-- INFORMATION GIVEN follows --

//! ICS feed parsing.
//!
//! Upstream booking feeds are unreliable: UIDs go missing, amended
//! duplicates appear later in the same document, and date ranges are
//! occasionally inverted. The parser salvages what it can instead of
//! failing on the first bad event; a whole-feed `ParseError` is reserved
//! for content that is not an iCalendar document at all.

use chrono::NaiveDate;
use sha2::{Digest, Sha256};
use std::collections::HashMap;

use crate::error::{SyncError, SyncResult};
use crate::event::ParsedEvent;

/// Result of parsing one feed.
pub struct ParseOutcome {
    /// Events in document order, duplicates collapsed (last occurrence wins).
    pub events: Vec<ParsedEvent>,
    /// Events rejected individually (missing dates, end before start).
    pub skipped: usize,
}

/// Parse raw iCalendar text into booking events.
///
/// `uid_scope` is mixed into fallback identifiers for events without a
/// usable UID, so identical anonymous events in different sources never
/// collide. Re-parsing byte-identical content always yields the same
/// identifiers.
pub fn parse_feed(content: &str, uid_scope: &str) -> SyncResult<ParseOutcome> {
    if !content.contains("BEGIN:VCALENDAR") {
        return Err(SyncError::Parse(
            "not an iCalendar document (missing BEGIN:VCALENDAR)".into(),
        ));
    }

    let mut events: Vec<ParsedEvent> = Vec::new();
    let mut index_by_uid: HashMap<String, usize> = HashMap::new();
    let mut skipped = 0;

    let mut current: Option<RawEvent> = None;

    for line in unfold(content) {
        match line.as_str() {
            "BEGIN:VEVENT" => {
                current = Some(RawEvent::default());
            }
            "END:VEVENT" => {
                let raw = match current.take() {
                    Some(raw) => raw,
                    // Stray END without BEGIN; ignore.
                    None => continue,
                };
                match raw.finish(uid_scope) {
                    Some(event) => match index_by_uid.get(&event.uid) {
                        // Amended duplicate later in the document wins.
                        Some(&idx) => events[idx] = event,
                        None => {
                            index_by_uid.insert(event.uid.clone(), events.len());
                            events.push(event);
                        }
                    },
                    None => skipped += 1,
                }
            }
            _ => {
                if let Some(raw) = current.as_mut() {
                    if let Some((key, params, value)) = split_property(&line) {
                        raw.absorb(&key, &params, &value);
                    }
                }
            }
        }
    }

    Ok(ParseOutcome { events, skipped })
}

/// Undo RFC 5545 line folding: a line starting with a space or tab
/// continues the previous line, minus the continuation indicator.
fn unfold(content: &str) -> Vec<String> {
    let mut lines: Vec<String> = Vec::new();
    for raw in content.lines() {
        let raw = raw.strip_suffix('\r').unwrap_or(raw);
        if raw.starts_with(' ') || raw.starts_with('\t') {
            if let Some(last) = lines.last_mut() {
                last.push_str(&raw[1..]);
            }
            continue;
        }
        lines.push(raw.to_string());
    }
    lines
}

/// Properties collected for one VEVENT before validation.
#[derive(Default)]
struct RawEvent {
    uid: Option<String>,
    summary: Option<String>,
    start: Option<NaiveDate>,
    end: Option<NaiveDate>,
}

impl RawEvent {
    fn absorb(&mut self, key: &str, params: &str, value: &str) {
        match key {
            "UID" => {
                if !value.trim().is_empty() {
                    self.uid = Some(value.trim().to_string());
                }
            }
            "SUMMARY" => self.summary = Some(value.to_string()),
            "DTSTART" => self.start = parse_date(value, params),
            "DTEND" => self.end = parse_date(value, params),
            _ => {}
        }
    }

    /// Validate into a `ParsedEvent`, or None if the event must be skipped.
    fn finish(self, uid_scope: &str) -> Option<ParsedEvent> {
        let start = self.start?;
        let end = self.end?;
        if end <= start {
            return None;
        }

        let summary = self.summary.unwrap_or_default();
        let uid = self
            .uid
            .unwrap_or_else(|| fallback_uid(uid_scope, start, end, &summary));

        Some(ParsedEvent {
            uid,
            start,
            end,
            summary,
        })
    }
}

/// Split one unfolded content line into (key, params, unescaped value).
fn split_property(line: &str) -> Option<(String, String, String)> {
    let colon = line.find(':')?;
    let key_part = &line[..colon];
    let value = &line[colon + 1..];

    let mut parts = key_part.splitn(2, ';');
    let key = parts.next()?.to_string();
    let params = parts.next().unwrap_or("").to_string();

    Some((key, params, unescape_value(value)))
}

/// Reverse RFC 5545 value escaping: \, \; \\ and \n (or \N).
fn unescape_value(value: &str) -> String {
    let mut result = String::with_capacity(value.len());
    let mut chars = value.chars();

    while let Some(c) = chars.next() {
        if c != '\\' {
            result.push(c);
            continue;
        }
        match chars.next() {
            Some(',') => result.push(','),
            Some(';') => result.push(';'),
            Some('\\') => result.push('\\'),
            Some('n') | Some('N') => result.push('\n'),
            // Unrecognized escape: keep both characters.
            Some(other) => {
                result.push('\\');
                result.push(other);
            }
            None => result.push('\\'),
        }
    }

    result
}

/// Normalize a DTSTART/DTEND value to a calendar date.
///
/// Handles VALUE=DATE (YYYYMMDD), floating and UTC datetimes
/// (YYYYMMDDTHHMMSS[Z]). The time-of-day is discarded either way, since
/// bookings are date-ranged.
fn parse_date(value: &str, _params: &str) -> Option<NaiveDate> {
    let digits = value.get(0..8)?;
    if !digits.chars().all(|c| c.is_ascii_digit()) {
        return None;
    }
    if value.len() > 8 && !value[8..].starts_with('T') {
        return None;
    }

    let y = digits[0..4].parse().ok()?;
    let m = digits[4..6].parse().ok()?;
    let d = digits[6..8].parse().ok()?;
    NaiveDate::from_ymd_opt(y, m, d)
}

/// Deterministic identifier for events whose feed carries no usable UID.
///
/// Derived from the source scope plus the event's content, so re-parsing
/// the same feed yields the same identifier across process runs.
fn fallback_uid(scope: &str, start: NaiveDate, end: NaiveDate, summary: &str) -> String {
    let mut hasher = Sha256::new();
    hasher.update(scope.as_bytes());
    hasher.update(b"\0");
    hasher.update(start.to_string().as_bytes());
    hasher.update(b"\0");
    hasher.update(end.to_string().as_bytes());
    hasher.update(b"\0");
    hasher.update(summary.as_bytes());

    let digest = hasher.finalize();
    let mut hex = String::with_capacity(26);
    for byte in &digest[..13] {
        hex.push_str(&format!("{:02x}", byte));
    }
    format!("synthetic-{hex}")
}

#[cfg(test)]
mod tests {
    use super::*;

    fn feed(body: &str) -> String {
        format!("BEGIN:VCALENDAR\r\nVERSION:2.0\r\nPRODID:TEST\r\n{body}END:VCALENDAR\r\n")
    }

    fn event_block(uid: &str, start: &str, end: &str, summary: &str) -> String {
        format!(
            "BEGIN:VEVENT\r\nUID:{uid}\r\nDTSTART;VALUE=DATE:{start}\r\nDTEND;VALUE=DATE:{end}\r\nSUMMARY:{summary}\r\nEND:VEVENT\r\n"
        )
    }

    #[test]
    fn test_parse_basic_feed() {
        let content = feed(&event_block("abc-1", "20250601", "20250605", "Reserved"));
        let outcome = parse_feed(&content, "s1").unwrap();

        assert_eq!(outcome.events.len(), 1);
        assert_eq!(outcome.skipped, 0);

        let event = &outcome.events[0];
        assert_eq!(event.uid, "abc-1");
        assert_eq!(event.start, NaiveDate::from_ymd_opt(2025, 6, 1).unwrap());
        assert_eq!(event.end, NaiveDate::from_ymd_opt(2025, 6, 5).unwrap());
        assert_eq!(event.summary, "Reserved");
    }

    #[test]
    fn test_non_calendar_content_is_a_parse_error() {
        let result = parse_feed("<html>503 Service Unavailable</html>", "s1");
        assert!(matches!(result, Err(SyncError::Parse(_))));
    }

    #[test]
    fn test_empty_calendar_parses_to_zero_events() {
        let outcome = parse_feed(&feed(""), "s1").unwrap();
        assert!(outcome.events.is_empty());
        assert_eq!(outcome.skipped, 0);
    }

    #[test]
    fn test_datetime_values_normalize_to_dates() {
        let content = feed(
            "BEGIN:VEVENT\r\nUID:dt-1\r\nDTSTART:20250601T140000Z\r\nDTEND:20250605T100000\r\nSUMMARY:Reserved\r\nEND:VEVENT\r\n",
        );
        let outcome = parse_feed(&content, "s1").unwrap();

        let event = &outcome.events[0];
        assert_eq!(event.start, NaiveDate::from_ymd_opt(2025, 6, 1).unwrap());
        assert_eq!(event.end, NaiveDate::from_ymd_opt(2025, 6, 5).unwrap());
    }

    #[test]
    fn test_inverted_range_is_skipped_but_siblings_survive() {
        let body = format!(
            "{}{}",
            event_block("bad", "20250610", "20250605", "Inverted"),
            event_block("good", "20250601", "20250603", "Reserved"),
        );
        let outcome = parse_feed(&feed(&body), "s1").unwrap();

        assert_eq!(outcome.skipped, 1);
        assert_eq!(outcome.events.len(), 1);
        assert_eq!(outcome.events[0].uid, "good");
    }

    #[test]
    fn test_zero_night_event_is_skipped() {
        let content = feed(&event_block("same", "20250601", "20250601", "Reserved"));
        let outcome = parse_feed(&content, "s1").unwrap();
        assert_eq!(outcome.skipped, 1);
        assert!(outcome.events.is_empty());
    }

    #[test]
    fn test_duplicate_uid_last_occurrence_wins() {
        let body = format!(
            "{}{}",
            event_block("dup", "20250601", "20250605", "First"),
            event_block("dup", "20250602", "20250606", "Amended"),
        );
        let outcome = parse_feed(&feed(&body), "s1").unwrap();

        assert_eq!(outcome.events.len(), 1);
        let event = &outcome.events[0];
        assert_eq!(event.summary, "Amended");
        assert_eq!(event.start, NaiveDate::from_ymd_opt(2025, 6, 2).unwrap());
    }

    #[test]
    fn test_missing_uid_gets_stable_fallback() {
        let body = "BEGIN:VEVENT\r\nDTSTART;VALUE=DATE:20250601\r\nDTEND;VALUE=DATE:20250605\r\nSUMMARY:Reserved\r\nEND:VEVENT\r\n";
        let first = parse_feed(&feed(body), "s1").unwrap();
        let second = parse_feed(&feed(body), "s1").unwrap();

        assert_eq!(first.events.len(), 1);
        assert!(first.events[0].uid.starts_with("synthetic-"));
        assert_eq!(
            first.events[0].uid, second.events[0].uid,
            "re-parsing identical content must yield the same identifier"
        );
    }

    #[test]
    fn test_fallback_uid_is_scoped_per_source() {
        let body = "BEGIN:VEVENT\r\nDTSTART;VALUE=DATE:20250601\r\nDTEND;VALUE=DATE:20250605\r\nSUMMARY:Reserved\r\nEND:VEVENT\r\n";
        let a = parse_feed(&feed(body), "source-a").unwrap();
        let b = parse_feed(&feed(body), "source-b").unwrap();

        assert_ne!(
            a.events[0].uid, b.events[0].uid,
            "equal events in different sources must not collide"
        );
    }

    #[test]
    fn test_line_folding_and_escapes_in_summary() {
        let content = feed(
            "BEGIN:VEVENT\r\nUID:fold-1\r\nDTSTART;VALUE=DATE:20250601\r\nDTEND;VALUE=DATE:20250605\r\nSUMMARY:Reserved by\r\n  Smith\\, Alex\r\nEND:VEVENT\r\n",
        );
        let outcome = parse_feed(&content, "s1").unwrap();
        assert_eq!(outcome.events[0].summary, "Reserved by Smith, Alex");
    }

    #[test]
    fn test_event_missing_dates_is_skipped() {
        let content = feed("BEGIN:VEVENT\r\nUID:no-dates\r\nSUMMARY:Reserved\r\nEND:VEVENT\r\n");
        let outcome = parse_feed(&content, "s1").unwrap();
        assert_eq!(outcome.skipped, 1);
        assert!(outcome.events.is_empty());
    }
}
//! Central edges and bead counts.

use tracing::{debug, warn};
use vcad_walls_math::Coord;

use super::graph::{EdgeId, EdgeKind};
use super::SkeletalTrapezoidation;

/// Noncentral gaps shorter than this between regions whose bead counts
/// differ by one are absorbed into the central region.
const NONCENTRAL_FILTER_DIST: Coord = 400;

/// Edges shorter than this never stop the upward walk out of a
/// noncentral gap.
const MIN_UPWARD_EDGE: Coord = 10;

impl SkeletalTrapezoidation<'_> {
    /// Mark the edges along which the outline runs (nearly) parallel on
    /// both sides.
    ///
    /// An edge is central when its distance changes slower than
    /// `sin(angle / 2)` per unit of length. Ribs and edges too close to the
    /// outline to hold a bead are never central. The change in distance
    /// that outline sampling alone causes is tolerated.
    pub(super) fn update_is_central(&mut self) {
        let outer_edge_filter_length = self.strategy.transition_thickness(0) / 2;
        let cap = (self.strategy.params().transitioning_angle * 0.5).sin();
        let resolution = self.params.skeleton_resolution.max(1);

        for e in self.graph.edge_ids() {
            let Some(twin) = self.graph.edges[e].twin else {
                let p = self.graph.p_from(e);
                warn!(?e, x = p.x, y = p.y, "skeleton edge without twin");
                continue;
            };
            let central = if let Some(central) = self.graph.edges[twin].central {
                central
            } else if self.graph.edges[e].kind == EdgeKind::ExtraVd {
                false
            } else {
                let (r_from, r_to) = (self.graph.r_from(e), self.graph.r_to(e));
                let r_max = r_from.max(r_to);
                if r_max < outer_edge_filter_length {
                    false
                } else {
                    let d_r = (r_to - r_from).abs() as f64;
                    let d_d = self.graph.edge_length(e) as f64;
                    let noise = (resolution * resolution) as f64 / (8 * r_max.max(1)) as f64;
                    d_r - noise < d_d * cap
                }
            };
            self.graph.edges[e].central = Some(central);
        }
    }

    /// Give every node on a central edge and every local maximum the
    /// optimal bead count for its thickness.
    pub(super) fn update_bead_count(&mut self) {
        for e in self.graph.edge_ids() {
            if self.graph.is_central(e) {
                let to = self.graph.edges[e].to;
                let thickness = self.graph.nodes[to].distance_to_boundary * 2;
                self.graph.nodes[to].bead_count = Some(self.strategy.optimal_bead_count(thickness));
            }
        }
        for n in self.graph.node_ids() {
            if self.graph.is_local_maximum(n, false) {
                let thickness = self.graph.nodes[n].distance_to_boundary * 2;
                self.graph.nodes[n].bead_count = Some(self.strategy.optimal_bead_count(thickness));
            }
        }
    }

    /// Whether `e` is central and nothing central follows it.
    pub(super) fn is_end_of_central(&self, e: EdgeId) -> bool {
        if !self.graph.is_central(e) {
            return false;
        }
        if self.graph.edges[e].next.is_none() {
            return true;
        }
        !self
            .graph
            .edges_after(e)
            .into_iter()
            .any(|next| self.graph.is_central(next))
    }

    /// Absorb short noncentral gaps between central regions.
    ///
    /// From the end of every central region, walk upward. If another
    /// node with the same bead count is reached, or one whose count
    /// differs by one within a short distance, the gap becomes central.
    pub(super) fn filter_noncentral_regions(&mut self) {
        let mut dissolved = 0;
        for e in self.graph.edge_ids() {
            if !self.is_end_of_central(e) {
                continue;
            }
            let to = &self.graph.nodes[self.graph.edges[e].to];
            if to.bead_count.is_none() && to.distance_to_boundary != 0 {
                warn!(x = to.p.x, y = to.p.y, "central region ends without bead count");
            }
            let bead_count = to.bead_count;
            if self.filter_noncentral_region(e, bead_count, NONCENTRAL_FILTER_DIST) {
                dissolved += 1;
            }
        }
        if self.diagnostics.skeleton && dissolved > 0 {
            debug!(dissolved, "noncentral gaps absorbed");
        }
    }

    /// Walk upward from the end of a central region and make the gap
    /// central if it leads to a compatible bead count.
    fn filter_noncentral_region(
        &mut self,
        to_edge: EdgeId,
        bead_count: Option<usize>,
        max_dist: Coord,
    ) -> bool {
        let mut path = Vec::new();
        let mut current = to_edge;
        let mut traveled_dist = 0;
        let dissolve = loop {
            let r = self.graph.r_to(current);
            let Some(next) = self.graph.edges_after(current).into_iter().find(|&next| {
                self.graph.r_to(next) >= r
                    || (self.graph.p_to(next) - self.graph.p_from(next))
                        .shorter_than(MIN_UPWARD_EDGE)
            }) else {
                break false;
            };
            if path.len() > self.graph.edges.len() {
                warn!(?to_edge, "upward walk does not terminate, stopped");
                break false;
            }
            path.push(next);
            let length = self.graph.edge_length(next);
            match (self.graph.nodes[self.graph.edges[next].to].bead_count, bead_count) {
                (upper, lower) if upper == lower => break true,
                (None, _) => {
                    traveled_dist += length;
                    current = next;
                }
                (Some(upper), Some(lower)) => {
                    break traveled_dist + length < max_dist && upper.abs_diff(lower) == 1;
                }
                (Some(_), None) => break false,
            }
        };

        if dissolve {
            for next in path {
                self.graph.set_central_pair(next, true);
                let to = self.graph.edges[next].to;
                let thickness = self.graph.nodes[to].distance_to_boundary * 2;
                self.graph.nodes[to].bead_count = Some(self.strategy.optimal_bead_count(thickness));
                self.graph.nodes[to].transition_ratio = 0.0;
            }
        }
        dissolve
    }
}

#[cfg(test)]
mod tests {
    use super::*;
    use crate::beading::{make_strategy, BeadingConfig, BoxedStrategy};
    use crate::diagnostics::Diagnostics;
    use crate::skeleton::graph::tests::strip;
    use crate::skeleton::SkeletonParams;

    fn strategy() -> BoxedStrategy {
        let config = BeadingConfig {
            bead_width_outer: 400,
            bead_width_inner: 400,
            max_bead_count: 6,
            ..Default::default()
        };
        make_strategy(&config, &Diagnostics::default()).unwrap()
    }

    fn engine(strategy: &BoxedStrategy) -> (SkeletalTrapezoidation<'_>, EdgeId) {
        let (graph, ab) = strip();
        let mut engine = SkeletalTrapezoidation::new(
            &[],
            strategy.as_ref(),
            SkeletonParams::default(),
            Diagnostics::default(),
        );
        engine.graph = graph;
        for e in engine.graph.edge_ids() {
            engine.graph.edges[e].central = None;
        }
        (engine, ab)
    }

    #[test]
    fn test_flat_edge_is_central_ribs_are_not() {
        let s = strategy();
        let (mut engine, ab) = engine(&s);
        engine.update_is_central();
        assert!(engine.graph.is_central(ab));
        let twin = engine.graph.edges[ab].twin.unwrap();
        assert!(engine.graph.is_central(twin));
        for (id, edge) in &engine.graph.edges {
            if edge.kind == EdgeKind::ExtraVd {
                assert_eq!(edge.central, Some(false), "rib {id:?}");
            }
        }
        assert!(engine.is_end_of_central(ab));
    }

    #[test]
    fn test_steep_edge_is_not_central() {
        let s = strategy();
        let (mut engine, ab) = engine(&s);
        // slope of 400 over 1000 exceeds sin(pi/8)
        let b = engine.graph.edges[ab].to;
        engine.graph.nodes[b].distance_to_boundary = 800;
        engine.update_is_central();
        assert!(!engine.graph.is_central(ab));
    }

    #[test]
    fn test_thin_edge_is_not_central() {
        let s = strategy();
        let (mut engine, ab) = engine(&s);
        for n in engine.graph.node_ids() {
            if engine.graph.nodes[n].distance_to_boundary > 0 {
                engine.graph.nodes[n].distance_to_boundary = 50;
            }
        }
        engine.update_is_central();
        assert!(!engine.graph.is_central(ab));
    }

    #[test]
    fn test_bead_counts_on_central_nodes() {
        let s = strategy();
        let (mut engine, ab) = engine(&s);
        engine.update_is_central();
        engine.update_bead_count();
        let (a, b) = (engine.graph.edges[ab].from, engine.graph.edges[ab].to);
        // 0.8mm across: two beads
        assert_eq!(engine.graph.nodes[a].bead_count, Some(2));
        assert_eq!(engine.graph.nodes[b].bead_count, Some(2));
        for node in engine.graph.nodes.values() {
            if node.distance_to_boundary == 0 {
                assert_eq!(node.bead_count, None);
            }
        }
    }
}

-- INFORMATION GIVEN concluded --

Show all lines from the data above in which the word "Coord" appears.

use vcad_walls_math::Coord;
const NONCENTRAL_FILTER_DIST: Coord = 400;
const MIN_UPWARD_EDGE: Coord = 10;
        max_dist: Coord,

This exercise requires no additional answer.